Chinesischer Banker Bao Fan
Reuters/Bobby Yip
Verschollen

Rätseln über chinesischen Milliardär

Seit vergangener Woche ist der chinesische Milliardär und Chef einer Investmentbank, Bao Fan, unauffindbar. Das sorgt für zahlreiche Spekulationen. Vermutet wird unter anderem, Bao könnte dem chinesischen Machtapparat in die Quere gekommen sein. Sein Schicksal teilt er mit anderen einflussreichen Geschäftsmännern, die in China in der Vergangenheit einfach so von der Bildfläche verschwanden.

Baos Unternehmen China Renaissance Holding hatte in einer Mitteilung an die Hongkonger Börse berichtet, seinen CEO nicht mehr kontaktieren zu können. Die Nachricht ließ den Kurs der Aktie zwischenzeitlich um fast 30 Prozent einbrechen. Baos Familie sei unterrichtet worden, dass der 53-Jährige an Ermittlungen mitwirke, berichtete indes die Finanzagentur Bloomberg.

Das Unternehmen sagte, es wisse von keinen Informationen, die darauf hindeuteten, dass seine Abwesenheit in Verbindung mit den Geschäften der Gruppe stehe, die normal weitergingen. Ein derart ungewöhnliches Eingeständnis deute darauf hin, dass die Person seit Längerem unauffindbar sei, sagte Dickie Wong, Chefanalyst des Brokerhauses Kingston.

Im Visier der Behörden

Bao hält laut „Financial Times“ beinahe 50 Prozent an der China Renaissance Holding. Der Marktwert des Unternehmens beträgt nach dem jüngsten Kurssturz etwa 4,1 Milliarden Hongkong-Dollar (rund 491 Mio. Euro). China Renaissance ist vor allem im Investmentbanking, im Investmentmanagement sowie in der Vermögensverwaltung tätig. Das Unternehmen erwirtschaftete im Jahr 2021 einen Gesamtumsatz von 2,5 Milliarden Renminbi (etwa 340 Mio. Euro) und einen Nettogewinn von 1,65 Milliarden Renminbi.

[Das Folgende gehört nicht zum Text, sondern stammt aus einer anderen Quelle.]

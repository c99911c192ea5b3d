//! API key authentication, per-IP rate limiting, and CORS.

use axum::{
    body::Body,
    extract::State,
    http::{HeaderValue, Request, StatusCode},
    middleware::Next,
    response::Response,
};
use std::{
    collections::HashMap,
    net::{IpAddr, Ipv4Addr},
    sync::{Arc, Mutex},
    time::{Duration, Instant},
};
use tower_http::cors::{Any, CorsLayer};

const DEFAULT_RATE_LIMIT: u32 = 60;
const RATE_WINDOW: Duration = Duration::from_secs(60);

/// Security settings for the HTTP server.
///
/// Loaded from environment variables:
/// - `TIMETURN_API_KEY` - bearer token required on every route but `/health`
/// - `TIMETURN_CORS_ORIGINS` - comma-separated allow-list (default: any origin)
/// - `TIMETURN_RATE_LIMIT` - requests per minute per client, active only with an API key
#[derive(Clone, Debug, Default)]
pub struct SecurityConfig {
    pub api_key: Option<String>,
    pub cors_origins: Option<Vec<String>>,
    pub rate_limiter: Option<RateLimiter>,
}

impl SecurityConfig {
    pub fn from_env() -> Self {
        let api_key = std::env::var("TIMETURN_API_KEY")
            .ok()
            .filter(|k| !k.is_empty());

        let cors_origins = std::env::var("TIMETURN_CORS_ORIGINS").ok().map(|s| {
            s.split(',')
                .map(|o| o.trim().to_string())
                .filter(|o| !o.is_empty())
                .collect()
        });

        let rate_limit = std::env::var("TIMETURN_RATE_LIMIT")
            .ok()
            .and_then(|s| s.parse::<u32>().ok())
            .unwrap_or(DEFAULT_RATE_LIMIT);

        // Open local servers are not throttled.
        let rate_limiter = api_key
            .as_ref()
            .map(|_| RateLimiter::new(rate_limit, RATE_WINDOW));

        Self {
            api_key,
            cors_origins,
            rate_limiter,
        }
    }

    /// No auth, no throttling, any origin.
    pub fn disabled() -> Self {
        Self::default()
    }

    pub fn with_api_key(mut self, key: impl Into<String>) -> Self {
        self.api_key = Some(key.into());
        self
    }

    pub fn with_rate_limit(mut self, max_requests: u32) -> Self {
        self.rate_limiter = Some(RateLimiter::new(max_requests, RATE_WINDOW));
        self
    }

    pub fn with_cors_origins(mut self, origins: Vec<String>) -> Self {
        self.cors_origins = Some(origins);
        self
    }

    pub fn cors_layer(&self) -> CorsLayer {
        match &self.cors_origins {
            Some(origins) => {
                let origins: Vec<HeaderValue> = origins
                    .iter()
                    .filter_map(|o| match o.parse() {
                        Ok(value) => Some(value),
                        Err(_) => {
                            tracing::warn!(origin = %o, "ignoring invalid CORS origin");
                            None
                        }
                    })
                    .collect();
                CorsLayer::new()
                    .allow_origin(origins)
                    .allow_methods(Any)
                    .allow_headers(Any)
            }
            None => CorsLayer::permissive(),
        }
    }
}

/// Sliding-window request counter keyed by client IP.
#[derive(Clone, Debug)]
pub struct RateLimiter {
    max_requests: u32,
    window: Duration,
    requests: Arc<Mutex<HashMap<IpAddr, Vec<Instant>>>>,
}

impl RateLimiter {
    pub fn new(max_requests: u32, window: Duration) -> Self {
        Self {
            max_requests,
            window,
            requests: Arc::new(Mutex::new(HashMap::new())),
        }
    }

    /// Record a request from `ip`. Returns `false` when it is over the limit.
    pub fn check(&self, ip: IpAddr) -> bool {
        let now = Instant::now();
        let mut requests = self.requests.lock().expect("rate limiter lock poisoned");

        // Drop idle clients while we hold the lock.
        requests.retain(|_, hits| {
            hits.retain(|&t| now.duration_since(t) < self.window);
            !hits.is_empty()
        });

        let hits = requests.entry(ip).or_default();
        if hits.len() < self.max_requests as usize {
            hits.push(now);
            true
        } else {
            false
        }
    }
}

pub async fn auth_middleware(
    State(config): State<SecurityConfig>,
    request: Request<Body>,
    next: Next,
) -> Result<Response, StatusCode> {
    let Some(expected) = config.api_key.as_deref() else {
        return Ok(next.run(request).await);
    };
    if request.uri().path().ends_with("/health") {
        return Ok(next.run(request).await);
    }

    let token = request
        .headers()
        .get("Authorization")
        .and_then(|h| h.to_str().ok())
        .and_then(|h| h.strip_prefix("Bearer "));

    match token {
        Some(token) if token == expected => Ok(next.run(request).await),
        Some(_) => {
            tracing::warn!("Invalid API key provided");
            Err(StatusCode::UNAUTHORIZED)
        }
        None => {
            tracing::warn!("Missing or malformed Authorization header");
            Err(StatusCode::UNAUTHORIZED)
        }
    }
}

pub async fn rate_limit_middleware(
    State(rate_limiter): State<RateLimiter>,
    request: Request<Body>,
    next: Next,
) -> Result<Response, StatusCode> {
    let ip = client_ip(&request);
    if rate_limiter.check(ip) {
        Ok(next.run(request).await)
    } else {
        tracing::warn!("Rate limit exceeded for {}", ip);
        Err(StatusCode::TOO_MANY_REQUESTS)
    }
}

/// First `X-Forwarded-For` hop, then `X-Real-IP`, else loopback.
fn client_ip(request: &Request<Body>) -> IpAddr {
    let header = |name: &str| request.headers().get(name).and_then(|v| v.to_str().ok());

    header("X-Forwarded-For")
        .and_then(|v| v.split(',').next())
        .or_else(|| header("X-Real-IP"))
        .and_then(|v| v.trim().parse().ok())
        .unwrap_or(IpAddr::V4(Ipv4Addr::LOCALHOST))
}

#[cfg(test)]
mod tests {
    use super::*;

    #[test]
    fn rate_limiter_blocks_requests_over_limit() {
        let limiter = RateLimiter::new(3, Duration::from_secs(60));
        let ip: IpAddr = "10.0.0.1".parse().unwrap();

        assert!(limiter.check(ip));
        assert!(limiter.check(ip));
        assert!(limiter.check(ip));
        assert!(!limiter.check(ip));
    }

    #[test]
    fn rate_limiter_tracks_ips_independently() {
        let limiter = RateLimiter::new(1, Duration::from_secs(60));
        let a: IpAddr = "10.0.0.1".parse().unwrap();
        let b: IpAddr = "10.0.0.2".parse().unwrap();

        assert!(limiter.check(a));
        assert!(!limiter.check(a));
        assert!(limiter.check(b));
    }

    #[test]
    fn rate_limiter_window_expires() {
        let limiter = RateLimiter::new(1, Duration::from_millis(10));
        let ip: IpAddr = "10.0.0.1".parse().unwrap();

        assert!(limiter.check(ip));
        std::thread::sleep(Duration::from_millis(30));
        assert!(limiter.check(ip));
    }

    #[test]
    fn client_ip_prefers_forwarded_header() {
        let request = Request::builder()
            .header("X-Forwarded-For", "203.0.113.7, 10.0.0.1")
            .body(Body::empty())
            .unwrap();
        assert_eq!(client_ip(&request), "203.0.113.7".parse::<IpAddr>().unwrap());

        let bare = Request::builder().body(Body::empty()).unwrap();
        assert_eq!(client_ip(&bare), IpAddr::V4(Ipv4Addr::LOCALHOST));
    }

    #[test]
    fn builders_compose() {
        let config = SecurityConfig::disabled().with_api_key("k").with_rate_limit(5);
        assert_eq!(config.api_key.as_deref(), Some("k"));
        assert!(config.rate_limiter.is_some());
        assert!(config.cors_origins.is_none());
    }
}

Bankfiliale der China Renaissance
AP/Mark Schiefelbein
Bürogebäude der China Renaissance Holding in Peking

Die Vermutung, dass die Behörden etwas mit Baos Verschwinden zu tun haben, kam schnell auf. Denn im September wurde der Chef von China Renaissances Wertpapierabteilung, Cong Lin, verhaftet. Seine Biografie verschwand kommentarlos von der Website der Bank, sein gegenwärtiger Verbleib ist unbekannt, wie die „Financial Times“ berichtete.

Gegen Cong liefen Ermittlungen im Zusammenhang mit seiner früheren Tätigkeit für den Finanzleasing-Arm der staatlichen Industrial and Commercial Bank (ICBC), berichtete das chinesische Wirtschaftsmagazin „Caixin“. Beide seien einander nahegestanden.

Unter Congs Führung habe ICBC Financial Leasing 2017 einen Kredit in Höhe von 200 Millionen US-Dollar (aktuell 187 Mio. Euro) an Renaissance vergeben, den das Unternehmen nach seinem Börsendebüt ein Jahr später zurückgezahlt habe, berichtete „Caixin“. Der Milliardär habe Cong im Juli 2020 zu Renaissance geholt und dort zum Präsidenten gemacht. Bao, der früher Banker bei Morgan Stanley und der Credit Suisse Group war, gilt als einer der profiliertesten Dealmaker Chinas.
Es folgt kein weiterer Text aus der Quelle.